» **Exercise prompt**
Here are some entries. Print them exactly as they are.

BEGIN Data extract

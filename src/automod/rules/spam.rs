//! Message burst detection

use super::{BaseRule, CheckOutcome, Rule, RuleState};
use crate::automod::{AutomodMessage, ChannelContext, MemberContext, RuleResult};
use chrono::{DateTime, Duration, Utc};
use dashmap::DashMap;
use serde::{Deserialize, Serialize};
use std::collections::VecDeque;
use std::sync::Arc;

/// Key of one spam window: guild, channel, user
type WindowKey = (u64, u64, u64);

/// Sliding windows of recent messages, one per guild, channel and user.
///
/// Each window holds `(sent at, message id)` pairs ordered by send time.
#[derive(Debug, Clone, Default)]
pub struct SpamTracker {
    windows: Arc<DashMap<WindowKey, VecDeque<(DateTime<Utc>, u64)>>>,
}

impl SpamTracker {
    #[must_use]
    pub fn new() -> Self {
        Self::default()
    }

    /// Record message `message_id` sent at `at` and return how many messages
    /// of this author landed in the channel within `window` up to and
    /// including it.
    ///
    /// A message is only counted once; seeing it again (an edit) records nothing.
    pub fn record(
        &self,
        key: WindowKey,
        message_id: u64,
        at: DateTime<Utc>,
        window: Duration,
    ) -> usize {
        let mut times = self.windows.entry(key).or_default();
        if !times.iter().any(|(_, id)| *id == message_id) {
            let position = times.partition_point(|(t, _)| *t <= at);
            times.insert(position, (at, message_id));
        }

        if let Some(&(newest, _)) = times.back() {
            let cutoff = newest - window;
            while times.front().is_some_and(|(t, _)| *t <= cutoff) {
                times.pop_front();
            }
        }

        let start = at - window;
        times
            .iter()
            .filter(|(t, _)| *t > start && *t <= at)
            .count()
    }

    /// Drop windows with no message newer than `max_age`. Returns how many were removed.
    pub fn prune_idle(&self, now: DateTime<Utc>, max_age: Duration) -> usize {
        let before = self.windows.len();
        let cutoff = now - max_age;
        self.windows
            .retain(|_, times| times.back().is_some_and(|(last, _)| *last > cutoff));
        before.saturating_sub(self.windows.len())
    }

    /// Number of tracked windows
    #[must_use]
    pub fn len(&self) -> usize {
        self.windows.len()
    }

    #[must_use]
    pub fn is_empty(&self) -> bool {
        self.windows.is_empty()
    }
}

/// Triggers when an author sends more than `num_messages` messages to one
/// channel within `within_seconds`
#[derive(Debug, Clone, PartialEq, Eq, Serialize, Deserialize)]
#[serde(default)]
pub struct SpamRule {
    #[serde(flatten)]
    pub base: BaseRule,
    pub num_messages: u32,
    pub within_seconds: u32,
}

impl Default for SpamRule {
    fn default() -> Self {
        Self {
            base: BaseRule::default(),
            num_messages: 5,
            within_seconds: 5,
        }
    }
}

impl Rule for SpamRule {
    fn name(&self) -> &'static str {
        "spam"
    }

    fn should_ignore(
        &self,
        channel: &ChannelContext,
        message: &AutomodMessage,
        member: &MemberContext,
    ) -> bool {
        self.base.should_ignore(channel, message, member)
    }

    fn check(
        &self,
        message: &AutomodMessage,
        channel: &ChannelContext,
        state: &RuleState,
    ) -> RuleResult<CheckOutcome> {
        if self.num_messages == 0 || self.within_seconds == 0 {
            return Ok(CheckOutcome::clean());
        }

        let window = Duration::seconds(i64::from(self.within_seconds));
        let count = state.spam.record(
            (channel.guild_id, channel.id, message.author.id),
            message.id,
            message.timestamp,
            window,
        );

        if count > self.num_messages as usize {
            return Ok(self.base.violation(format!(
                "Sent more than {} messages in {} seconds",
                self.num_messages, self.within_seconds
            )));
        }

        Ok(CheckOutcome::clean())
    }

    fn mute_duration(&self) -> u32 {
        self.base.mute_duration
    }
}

END Data extract

» **Answer**
filename src/automod/rules/spam.rs
//! Message burst detection

use super::{BaseRule, CheckOutcome, Rule, RuleState};
use crate::automod::{AutomodMessage, ChannelContext, MemberContext, RuleResult};
use chrono::{DateTime, Duration, Utc};
use dashmap::DashMap;
use serde::{Deserialize, Serialize};
use std::collections::VecDeque;
use std::sync::Arc;

/// Key of one spam window: guild, channel, user
type WindowKey = (u64, u64, u64);

/// Sliding windows of recent messages, one per guild, channel and user.
///
/// Each window holds `(sent at, message id)` pairs ordered by send time.
#[derive(Debug, Clone, Default)]
pub struct SpamTracker {
    windows: Arc<DashMap<WindowKey, VecDeque<(DateTime<Utc>, u64)>>>,
}

impl SpamTracker {
    #[must_use]
    pub fn new() -> Self {
        Self::default()
    }

    /// Record message `message_id` sent at `at` and return how many messages
    /// of this author landed in the channel within `window` up to and
    /// including it.
    ///
    /// A message is only counted once; seeing it again (an edit) records nothing.
    pub fn record(
        &self,
        key: WindowKey,
        message_id: u64,
        at: DateTime<Utc>,
        window: Duration,
    ) -> usize {
        let mut times = self.windows.entry(key).or_default();
        if !times.iter().any(|(_, id)| *id == message_id) {
            let position = times.partition_point(|(t, _)| *t <= at);
            times.insert(position, (at, message_id));
        }

        if let Some(&(newest, _)) = times.back() {
            let cutoff = newest - window;
            while times.front().is_some_and(|(t, _)| *t <= cutoff) {
                times.pop_front();
            }
        }

        let start = at - window;
        times
            .iter()
            .filter(|(t, _)| *t > start && *t <= at)
            .count()
    }

    /// Drop windows with no message newer than `max_age`. Returns how many were removed.
    pub fn prune_idle(&self, now: DateTime<Utc>, max_age: Duration) -> usize {
        let before = self.windows.len();
        let cutoff = now - max_age;
        self.windows
            .retain(|_, times| times.back().is_some_and(|(last, _)| *last > cutoff));
        before.saturating_sub(self.windows.len())
    }

    /// Number of tracked windows
    #[must_use]
    pub fn len(&self) -> usize {
        self.windows.len()
    }

    #[must_use]
    pub fn is_empty(&self) -> bool {
        self.windows.is_empty()
    }
}

/// Triggers when an author sends more than `num_messages` messages to one
/// channel within `within_seconds`
#[derive(Debug, Clone, PartialEq, Eq, Serialize, Deserialize)]
#[serde(default)]
pub struct SpamRule {
    #[serde(flatten)]
    pub base: BaseRule,
    pub num_messages: u32,
    pub within_seconds: u32,
}

impl Default for SpamRule {
    fn default() -> Self {
        Self {
            base: BaseRule::default(),
            num_messages: 5,
            within_seconds: 5,
        }
    }
}

impl Rule for SpamRule {
    fn name(&self) -> &'static str {
        "spam"
    }

    fn should_ignore(
        &self,
        channel: &ChannelContext,
        message: &AutomodMessage,
        member: &MemberContext,
    ) -> bool {
        self.base.should_ignore(channel, message, member)
    }

    fn check(
        &self,
        message: &AutomodMessage,
        channel: &ChannelContext,
        state: &RuleState,
    ) -> RuleResult<CheckOutcome> {
        if self.num_messages == 0 || self.within_seconds == 0 {
            return Ok(CheckOutcome::clean());
        }

        let window = Duration::seconds(i64::from(self.within_seconds));
        let count = state.spam.record(
            (channel.guild_id, channel.id, message.author.id),
            message.id,
            message.timestamp,
            window,
        );

        if count > self.num_messages as usize {
            return Ok(self.base.violation(format!(
                "Sent more than {} messages in {} seconds",
                self.num_messages, self.within_seconds
            )));
        }

        Ok(CheckOutcome::clean())
    }

    fn mute_duration(&self) -> u32 {
        self.base.mute_duration
    }
}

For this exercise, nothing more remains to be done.